## Data excerpts

━━━

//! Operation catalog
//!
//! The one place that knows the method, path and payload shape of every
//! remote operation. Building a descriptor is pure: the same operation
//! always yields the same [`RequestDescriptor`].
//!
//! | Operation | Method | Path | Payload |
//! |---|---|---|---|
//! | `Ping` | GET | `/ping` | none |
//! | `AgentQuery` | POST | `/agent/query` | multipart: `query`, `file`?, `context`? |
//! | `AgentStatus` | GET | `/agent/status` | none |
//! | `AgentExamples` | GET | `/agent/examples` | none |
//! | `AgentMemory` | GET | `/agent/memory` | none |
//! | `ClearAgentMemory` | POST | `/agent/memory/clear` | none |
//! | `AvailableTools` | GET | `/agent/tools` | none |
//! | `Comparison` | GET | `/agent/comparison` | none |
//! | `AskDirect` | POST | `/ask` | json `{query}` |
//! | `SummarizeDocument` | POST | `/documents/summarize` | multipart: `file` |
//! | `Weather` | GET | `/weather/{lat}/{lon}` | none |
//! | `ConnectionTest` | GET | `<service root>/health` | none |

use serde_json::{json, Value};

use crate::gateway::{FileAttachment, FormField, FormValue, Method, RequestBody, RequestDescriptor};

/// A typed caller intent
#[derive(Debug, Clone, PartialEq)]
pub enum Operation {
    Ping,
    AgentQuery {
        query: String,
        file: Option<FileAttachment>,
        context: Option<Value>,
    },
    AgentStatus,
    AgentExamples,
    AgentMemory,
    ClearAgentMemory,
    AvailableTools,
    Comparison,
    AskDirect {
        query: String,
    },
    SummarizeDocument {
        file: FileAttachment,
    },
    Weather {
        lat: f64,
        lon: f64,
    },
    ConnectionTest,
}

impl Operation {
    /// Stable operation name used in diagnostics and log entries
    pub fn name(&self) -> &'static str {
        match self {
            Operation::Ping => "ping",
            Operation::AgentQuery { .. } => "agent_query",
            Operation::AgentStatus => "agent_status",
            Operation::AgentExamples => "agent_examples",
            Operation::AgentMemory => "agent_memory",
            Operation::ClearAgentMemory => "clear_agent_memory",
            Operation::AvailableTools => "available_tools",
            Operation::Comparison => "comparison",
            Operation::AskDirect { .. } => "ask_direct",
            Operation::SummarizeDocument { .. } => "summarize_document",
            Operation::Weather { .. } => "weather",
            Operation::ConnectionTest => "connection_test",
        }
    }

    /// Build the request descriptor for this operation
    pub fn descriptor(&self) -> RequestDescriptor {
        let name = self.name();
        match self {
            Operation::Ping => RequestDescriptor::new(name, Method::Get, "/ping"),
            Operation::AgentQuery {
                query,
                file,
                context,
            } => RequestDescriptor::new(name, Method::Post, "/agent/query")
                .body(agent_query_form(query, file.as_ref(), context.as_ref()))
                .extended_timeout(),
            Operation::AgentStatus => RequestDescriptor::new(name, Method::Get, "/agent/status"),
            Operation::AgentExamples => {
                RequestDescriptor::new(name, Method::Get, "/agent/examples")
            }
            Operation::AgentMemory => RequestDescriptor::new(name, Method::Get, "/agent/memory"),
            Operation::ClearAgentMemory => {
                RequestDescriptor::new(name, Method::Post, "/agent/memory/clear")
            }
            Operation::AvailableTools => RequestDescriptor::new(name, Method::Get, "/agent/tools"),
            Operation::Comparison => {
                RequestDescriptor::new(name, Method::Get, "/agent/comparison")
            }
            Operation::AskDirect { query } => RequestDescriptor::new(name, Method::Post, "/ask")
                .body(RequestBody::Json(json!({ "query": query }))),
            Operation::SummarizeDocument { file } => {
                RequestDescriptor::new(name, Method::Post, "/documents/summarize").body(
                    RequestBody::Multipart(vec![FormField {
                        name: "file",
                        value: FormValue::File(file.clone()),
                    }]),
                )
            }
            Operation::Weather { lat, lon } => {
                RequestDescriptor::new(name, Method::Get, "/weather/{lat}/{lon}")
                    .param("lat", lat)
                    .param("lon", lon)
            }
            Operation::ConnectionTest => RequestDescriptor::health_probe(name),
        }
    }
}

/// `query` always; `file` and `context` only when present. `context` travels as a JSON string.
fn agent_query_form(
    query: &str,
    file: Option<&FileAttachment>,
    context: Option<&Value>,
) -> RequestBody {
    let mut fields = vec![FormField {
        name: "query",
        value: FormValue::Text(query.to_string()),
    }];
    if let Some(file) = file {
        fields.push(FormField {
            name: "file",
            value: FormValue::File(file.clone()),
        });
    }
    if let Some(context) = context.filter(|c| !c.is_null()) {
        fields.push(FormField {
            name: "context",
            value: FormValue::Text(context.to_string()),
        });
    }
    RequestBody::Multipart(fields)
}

━━━

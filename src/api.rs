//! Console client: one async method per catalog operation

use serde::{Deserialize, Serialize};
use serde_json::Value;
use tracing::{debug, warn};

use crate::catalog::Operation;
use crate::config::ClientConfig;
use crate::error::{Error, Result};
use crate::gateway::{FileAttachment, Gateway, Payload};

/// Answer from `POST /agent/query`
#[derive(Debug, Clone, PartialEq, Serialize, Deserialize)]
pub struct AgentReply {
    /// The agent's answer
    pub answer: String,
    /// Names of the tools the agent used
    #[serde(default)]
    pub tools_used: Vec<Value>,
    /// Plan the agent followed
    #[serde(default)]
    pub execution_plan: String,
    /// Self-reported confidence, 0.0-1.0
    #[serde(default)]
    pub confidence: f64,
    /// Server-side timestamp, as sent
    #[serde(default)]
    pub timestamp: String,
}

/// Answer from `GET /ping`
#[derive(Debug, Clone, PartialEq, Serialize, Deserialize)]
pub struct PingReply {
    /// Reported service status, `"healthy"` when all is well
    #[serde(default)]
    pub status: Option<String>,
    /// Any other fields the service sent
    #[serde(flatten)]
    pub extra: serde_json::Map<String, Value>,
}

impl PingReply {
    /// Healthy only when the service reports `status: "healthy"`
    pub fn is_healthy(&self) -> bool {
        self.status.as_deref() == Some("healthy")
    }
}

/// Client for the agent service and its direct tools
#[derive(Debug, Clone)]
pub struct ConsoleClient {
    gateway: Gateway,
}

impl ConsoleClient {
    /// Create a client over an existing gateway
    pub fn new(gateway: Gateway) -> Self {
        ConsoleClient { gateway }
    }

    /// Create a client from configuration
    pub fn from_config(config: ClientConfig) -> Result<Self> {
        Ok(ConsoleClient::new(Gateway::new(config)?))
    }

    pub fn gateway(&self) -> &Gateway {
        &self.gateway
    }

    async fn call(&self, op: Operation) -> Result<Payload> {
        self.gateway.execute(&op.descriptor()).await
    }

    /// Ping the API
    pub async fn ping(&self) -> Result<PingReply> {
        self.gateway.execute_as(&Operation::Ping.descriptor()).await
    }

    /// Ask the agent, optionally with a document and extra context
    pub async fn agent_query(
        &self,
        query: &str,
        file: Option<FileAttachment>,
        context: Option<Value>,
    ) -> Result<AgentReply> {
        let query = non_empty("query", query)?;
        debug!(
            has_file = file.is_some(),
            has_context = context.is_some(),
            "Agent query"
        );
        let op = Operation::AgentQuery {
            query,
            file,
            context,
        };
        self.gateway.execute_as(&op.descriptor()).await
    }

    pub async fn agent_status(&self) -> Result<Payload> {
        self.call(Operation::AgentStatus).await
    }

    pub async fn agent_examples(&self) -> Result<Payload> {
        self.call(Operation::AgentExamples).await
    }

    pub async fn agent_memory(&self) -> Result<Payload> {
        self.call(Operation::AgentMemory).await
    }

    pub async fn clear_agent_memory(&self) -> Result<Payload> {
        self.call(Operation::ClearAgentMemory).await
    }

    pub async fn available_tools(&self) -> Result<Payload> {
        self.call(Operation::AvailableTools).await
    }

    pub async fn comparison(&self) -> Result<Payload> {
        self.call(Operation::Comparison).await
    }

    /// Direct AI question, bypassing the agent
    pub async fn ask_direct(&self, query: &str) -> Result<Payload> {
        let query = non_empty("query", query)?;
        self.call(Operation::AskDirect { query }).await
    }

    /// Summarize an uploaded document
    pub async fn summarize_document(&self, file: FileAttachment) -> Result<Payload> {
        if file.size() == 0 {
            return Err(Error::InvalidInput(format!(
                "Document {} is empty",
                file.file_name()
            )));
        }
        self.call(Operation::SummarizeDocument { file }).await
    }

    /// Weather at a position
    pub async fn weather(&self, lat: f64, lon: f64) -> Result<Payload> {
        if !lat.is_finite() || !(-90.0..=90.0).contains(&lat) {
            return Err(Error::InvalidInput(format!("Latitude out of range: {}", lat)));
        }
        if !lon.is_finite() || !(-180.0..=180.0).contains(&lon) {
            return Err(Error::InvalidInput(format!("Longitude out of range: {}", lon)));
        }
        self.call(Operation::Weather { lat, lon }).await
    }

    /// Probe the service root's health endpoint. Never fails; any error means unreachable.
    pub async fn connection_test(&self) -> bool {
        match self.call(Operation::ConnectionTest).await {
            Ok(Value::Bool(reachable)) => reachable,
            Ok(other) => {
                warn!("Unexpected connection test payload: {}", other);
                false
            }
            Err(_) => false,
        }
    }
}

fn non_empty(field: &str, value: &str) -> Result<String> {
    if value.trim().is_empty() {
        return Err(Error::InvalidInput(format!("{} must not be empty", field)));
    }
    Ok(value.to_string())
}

━━━

## Work to complete
Check each line of the records above for the string "SummarizeDocument", and report every line that has it.

## Exercise response
//! | `SummarizeDocument` | POST | `/documents/summarize` | multipart: `file` |
    SummarizeDocument {
            Operation::SummarizeDocument { .. } => "summarize_document",
            Operation::SummarizeDocument { file } => {
        self.call(Operation::SummarizeDocument { file }).await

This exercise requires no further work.